For technical reasons, the character string that has been processed by the algorithm is several characters longer than the domain name itself. The domain name "www.buecher.ch" is seven characters long. The corresponding ACE string, however, is 13 characters long.
bücher.ch = domain name = must be at least three characters long,
xn--bcher-kva.ch = DNS entry = may be a maximum of 63 characters long.
- RFC 3492 Encoding Scheme (Punycode)
- RFC 5890 IDNA (Internationalized Domain Names for Applications): Framework
- RFC 5891 IDNA: Protocol
- RFC 5892 IDNA: Unicode Code Points
- RFC 5893 IDNA: Right-to-Left Scripts
- RFC 5894 IDNA: Background, Explanations, and Rationale
Programs with IDN capability
We are including a list of programs with IDN capability (web browsers and e-mail applications) without claiming this to be an exhaustive list. If you have any questions or encounter any problems please contact the manufacturers directly.
- Microsoft Internet Explorer 7 and above
- Microsoft Internet Explorer 5.0 and 6.0 for Windows with i-Nav plug-in from VeriSign
- Firefox from version 0.8
- Opera from version 7.11
- Safari from version 1.2 (Mac OS X 10.3)
- Konqueror (Linux, KDE 3.2 and above, with GNU IDN Library)
- MS Outlook and Outlook Express for Windows with i–NavOutlook plug-in from VeriSign
- Apple Mail from version 3.2 (Mac OS X 10.5)
SWITCH does not guarantee that domain names with umlauts and accents as per Annex 2 of the GTC are suitable for use in conjunction with programs such as browsers and e-mail applications and does not accept any liability in this respect.

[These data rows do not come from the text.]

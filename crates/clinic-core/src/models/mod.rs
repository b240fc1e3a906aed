// SPDX-License-Identifier: PolyForm-Noncommercial-1.0.0
// Copyright (c) 2025 Sylvex. All rights reserved.

//! Clinical entities and their request payloads.
//!
//! Each entity comes with an `*Input` payload used for both create and
//! update. Inputs are validated before they touch the store; identifiers and
//! timestamps are always owned by the server.

mod appointment;
mod bill;
mod doctor;
mod medical_record;
mod patient;
mod prescription;
mod room;
mod user;

pub use appointment::{Appointment, AppointmentInput};
pub use bill::{Bill, BillInput};
pub use doctor::{Doctor, DoctorInput};
pub use medical_record::{MedicalRecord, MedicalRecordInput};
pub use patient::{Patient, PatientInput};
pub use prescription::{Prescription, PrescriptionInput};
pub use room::{Room, RoomInput};
pub use user::User;

use crate::error::{CoreError, CoreResult};

/// Rejects blank required text fields.
pub(crate) fn require_text(field: &str, value: &str) -> CoreResult<()> {
    if value.trim().is_empty() {
        return Err(CoreError::validation(format!("{field} is required")));
    }
    Ok(())
}
// SPDX-License-Identifier: PolyForm-Noncommercial-1.0.0
// Copyright (c) 2025 Sylvex. All rights reserved.

//! Resource, action and role-set definitions for the permission matrix.

use serde::{Deserialize, Serialize};
use std::fmt;

use clinic_core::Role;

// =============================================================================
// ResourceKind
// =============================================================================

/// Resources guarded by the permission matrix.
///
/// Each dashboard is its own resource so that its role is named in the table.
#[derive(Debug, Clone, Copy, PartialEq, Eq, Hash, Serialize, Deserialize)]
#[serde(rename_all = "snake_case")]
pub enum ResourceKind {
    /// Patients.
    Patient,
    /// Doctors.
    Doctor,
    /// Appointments.
    Appointment,
    /// Medical records.
    MedicalRecord,
    /// Prescriptions.
    Prescription,
    /// Bills.
    Bill,
    /// Rooms (including assignment).
    Room,
    /// The admin dashboard.
    AdminDashboard,
    /// The doctor dashboard.
    DoctorDashboard,
    /// The receptionist dashboard.
    ReceptionistDashboard,
}

impl ResourceKind {
    /// Every resource, in table order.
    pub const ALL: [ResourceKind; 10] = [
        ResourceKind::Patient,
        ResourceKind::Doctor,
        ResourceKind::Appointment,
        ResourceKind::MedicalRecord,
        ResourceKind::Prescription,
        ResourceKind::Bill,
        ResourceKind::Room,
        ResourceKind::AdminDashboard,
        ResourceKind::DoctorDashboard,
        ResourceKind::ReceptionistDashboard,
    ];

    /// Returns the resource name as a string.
    pub fn as_str(&self) -> &'static str {
        match self {
            ResourceKind::Patient => "patient",
            ResourceKind::Doctor => "doctor",
            ResourceKind::Appointment => "appointment",
            ResourceKind::MedicalRecord => "medical-record",
            ResourceKind::Prescription => "prescription",
            ResourceKind::Bill => "bill",
            ResourceKind::Room => "room",
            ResourceKind::AdminDashboard => "dashboard:admin",
            ResourceKind::DoctorDashboard => "dashboard:doctor",
            ResourceKind::ReceptionistDashboard => "dashboard:receptionist",
        }
    }

    pub(crate) const fn index(self) -> usize {
        self as usize
    }
}

impl fmt::Display for ResourceKind {
    fn fmt(&self, f: &mut fmt::Formatter<'_>) -> fmt::Result {
        write!(f, "{}", self.as_str())
    }
}

// =============================================================================
// ActionKind
// =============================================================================

/// Operations on a resource.
#[derive(Debug, Clone, Copy, PartialEq, Eq, Hash, Serialize, Deserialize)]
#[serde(rename_all = "snake_case")]
pub enum ActionKind {
    /// Create.
    Create,
    /// Read or list.
    Read,
    /// Update (room assignment counts as an update).
    Update,
    /// Delete.
    Delete,
}

impl ActionKind {
    /// Every action, in table order.
    pub const ALL: [ActionKind; 4] = [
        ActionKind::Create,
        ActionKind::Read,
        ActionKind::Update,
        ActionKind::Delete,
    ];

    /// Returns the action name as a string.
    pub fn as_str(&self) -> &'static str {
        match self {
            ActionKind::Create => "create",
            ActionKind::Read => "read",
            ActionKind::Update => "update",
            ActionKind::Delete => "delete",
        }
    }

    pub(crate) const fn index(self) -> usize {
        self as usize
    }
}

impl fmt::Display for ActionKind {
    fn fmt(&self, f: &mut fmt::Formatter<'_>) -> fmt::Result {
        write!(f, "{}", self.as_str())
    }
}

// =============================================================================
// RoleSet
// =============================================================================

/// A set of roles stored as a bitmask.
#[derive(Debug, Clone, Copy, Default, PartialEq, Eq, Hash)]
pub struct RoleSet(u8);

impl RoleSet {
    /// No role.
    pub const NOBODY: RoleSet = RoleSet(0);

    /// Every authenticated role.
    pub const AUTHENTICATED: RoleSet = RoleSet::of(&Role::ALL);

    /// Builds a set from a list of roles.
    pub const fn of(roles: &[Role]) -> Self {
        let mut bits = 0u8;
        let mut i = 0;
        while i < roles.len() {
            bits |= Self::bit(roles[i]);
            i += 1;
        }
        RoleSet(bits)
    }

    /// Returns `true` if `role` is in the set.
    pub const fn contains(&self, role: Role) -> bool {
        self.0 & Self::bit(role) != 0
    }

    /// Returns `true` if the set is empty.
    pub const fn is_empty(&self) -> bool {
        self.0 == 0
    }

    /// Iterates over the roles in the set.
    pub fn iter(self) -> impl Iterator<Item = Role> {
        Role::ALL.into_iter().filter(move |role| self.contains(*role))
    }

    const fn bit(role: Role) -> u8 {
        match role {
            Role::Admin => 1 << 0,
            Role::Doctor => 1 << 1,
            Role::Receptionist => 1 << 2,
            Role::Patient => 1 << 3,
        }
    }
}

impl fmt::Display for RoleSet {
    fn fmt(&self, f: &mut fmt::Formatter<'_>) -> fmt::Result {
        if self.is_empty() {
            return write!(f, "-");
        }
        let names: Vec<_> = self.iter().map(|r| r.as_str()).collect();
        write!(f, "{}", names.join(", "))
    }
}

Not all the characters are available on the keyboard. In Switzerland alone, there are four standards that apply, each with different keyboard layouts. It can, however, be assumed that a domain name that contains special Swedish characters will have been registered by someone with the corresponding keyboard. The same holds true for Spanish or German characters, for example. The following table provides explanations and input aids for typing in all the new characters.
On a PC, it is also possible for the individual characters to be entered in ASCII code via the numeric pad. To do this, activate "Num Lock", then keep the "Alt" key pressed and type in "133", for example. When you let go of the "Alt" key, the character à will appear. On a notebook, you should first activate "Num Lock" with the "FN" key and then similarly keep the "Alt" key pressed while entering "133" via the numeric pad.
Macintosh users have the "character palette" available to them for entering characters from different character sets.